AP
The Road Traffic Management Corporation (RTMC) – tasked with co-ordinating law enforcement to keep the country’s roads safe and in good condition – has run out of money and is teetering on the brink of financial collapse.
Acting CEO Collins Letsoalo shocked members of the National Assembly’s transport committee on Tuesday when he admitted that the organisation was “effectively insolvent” after National Treasury turned down a request for additional funding.
This has led to all vacant posts at the corporation, currently about 30 percent, being frozen. It has also caused “low staff morale” because “deserving staff members” had not been awarded performance bonuses, Letsoalo said.
The cash crisis has put a question mark over the agency’s ability to roll out the long delayed Administrative Adjudication of Road Traffic Offences (Aarto) system – better known as the licence demerit system – which was to have begun in 2010.
Its cash woes stem largely from the fact that previous managers – and the board – presided over chronic mismanagement and gross irregularities that culminated in unauthorised spending of about R600 million.
According to an earlier report by a task team appointed to investigate, millions of rand went down the drain as public funds were splurged on luxury cars, unused office space, unnecessary auditing contracts and inappropriate information technology.
For instance, the previous management bought an accident reporting system for R85m, installed an IT helpdesk for R9m, a payroll system for R34m and entered into a R658m, 10-year property lease – dwarfing its annual budget of R78m.

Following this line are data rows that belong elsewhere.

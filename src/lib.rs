//! Stream Recorder - supervised ffmpeg capture of live streams.
//!
//! Each [`Recorder`] records one stream owner into hour-long segment files
//! under `<save_root>/<name>/<session label>`, keeps a `fileStatus.json`
//! next to them for the upload pipeline, and reports unexpected exits to
//! the scheduler as [`RecorderEvent::StreamDisconnect`].

pub mod capture;
pub mod config;
pub mod recorder;
pub mod status;
pub mod utils;

pub use config::{AppConfig, LogConfig, RecorderConfig};
pub use recorder::{
    CaptureTask, DirectoryClaims, Recorder, RecorderContext, RecorderEvent, RecorderState,
    UploadState, UploadStatusTable,
};
pub use status::{OwnerInfo, SessionStatus};
pub use utils::{RecorderError, RecorderResult};
use serde::Serialize;

/// Base points per simultaneous line clear, multiplied by the current level.
const SCORE_TABLE: [usize; 5] = [0, 100, 300, 500, 800];

/// Lines needed to advance one level.
const LINES_PER_LEVEL: usize = 10;

/// Score, level and line counters for one game.
///
/// Points for a clear are `SCORE_TABLE[lines] × level`, where the level starts
/// at 1 and rises every ten cleared lines.
///
/// ```
/// use qtris_engine::GameStats;
///
/// let mut stats = GameStats::new();
/// assert_eq!(stats.complete_piece_drop(4), 800);
/// for _ in 0..6 {
///     stats.complete_piece_drop(1);
/// }
/// assert_eq!(stats.level(), 2);
/// assert_eq!(stats.complete_piece_drop(2), 600);
/// ```
#[derive(Debug, Clone, Serialize)]
pub struct GameStats {
    score: usize,
    completed_pieces: usize,
    total_cleared_lines: usize,
    line_cleared_counter: [usize; 5],
}

impl Default for GameStats {
    fn default() -> Self {
        Self::new()
    }
}

impl GameStats {
    #[must_use]
    pub const fn new() -> Self {
        Self {
            score: 0,
            completed_pieces: 0,
            total_cleared_lines: 0,
            line_cleared_counter: [0; 5],
        }
    }

    #[must_use]
    pub const fn score(&self) -> usize {
        self.score
    }

    #[must_use]
    pub const fn level(&self) -> usize {
        self.total_cleared_lines / LINES_PER_LEVEL + 1
    }

    #[must_use]
    pub const fn completed_pieces(&self) -> usize {
        self.completed_pieces
    }

    #[must_use]
    pub const fn total_cleared_lines(&self) -> usize {
        self.total_cleared_lines
    }

    /// Histogram of drops by lines cleared (index 0 counts drops that cleared nothing).
    #[must_use]
    pub const fn line_cleared_counter(&self) -> &[usize; 5] {
        &self.line_cleared_counter
    }

    /// Records a locked piece and returns the points it earned.
    pub fn complete_piece_drop(&mut self, cleared_lines: usize) -> usize {
        let cleared_lines = cleared_lines.min(SCORE_TABLE.len() - 1);
        let points = SCORE_TABLE[cleared_lines] * self.level();
        self.completed_pieces += 1;
        self.total_cleared_lines += cleared_lines;
        self.line_cleared_counter[cleared_lines] += 1;
        self.score += points;
        points
    }
}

In an attempt to sort out the mess, the RTMC hired auditing firm Deloitte to clean up its books – despite already employing a fully staffed financial management team – at a cost of R13.3m. Investigators found that most members of the financial management team had “no tertiary qualifications or experience in the financial field”.
And despite Transport Minister Sibusiso Ndebele’s promise in September last year that he would take a “zero tolerance” approach to fraud, corruption and mismanagement – and that wrongdoers would “face the consequences” – not a single official has been successfully prosecuted.
Instead, former CEO Ranthoko Rakgoale spent nearly two years at home – suspended on full pay – before reaching an undisclosed “financial settlement” in December last year when his services were finally terminated.
The entire board was sacked in April 2010. Five other senior officials have since been dismissed, two of whom are challenging their axing at the CCMA. They also spent two years suspended on full pay.
In September (2011), when the RTMC appeared before the Standing Committee on Public Accounts, Parliament’s public spending watchdog chairman, Themba Godi described it as “essentially a spaza-shop type organisation... that showed flagrant disregard for the law”. He slammed the former board for allowing itself to be “pulled by the nose”.
While initial findings of the task team suggested irregular expenditure of about R300m, information later provided by the new management team indicated the figure could be as high as R600m – including a whopping R82m payment for postal services that should never have been approved.
At the time, Scopa member and ANC MP Roy Ainslie described the revelations as “mind-boggling” and evidence of a “total collapse” in the organisation’s internal and financial controls.
On Tuesday DA MP and the party’s new transport spokes-man, Ian Ollis, said capping staff vacancies was “clearly an unacceptable solution” to the corporation’s cash crunch.
“I am, therefore, calling on Transport Minister Sibusiso Ndebele to urgently intervene in the matter and resolve the financial deadlock”, he said
But addressing the committee on Tuesday, Ndebele expressed satisfaction at the “interventions” under way to address the “challenges besetting (the RTMC)”.
“I am glad that we are making headway in stabilising the RTMC, particularly at the level of leadership”, he said.
Ndebele said the process of appointing a new CEO – Letsoalo has been acting in the post for nearly two years now – was “well under way”.
“I am confident that the finalisation of this process will bring much needed renewed hope to the organisation that, as you know, has been plagued by leadership challenges for some time,” Ndebele said.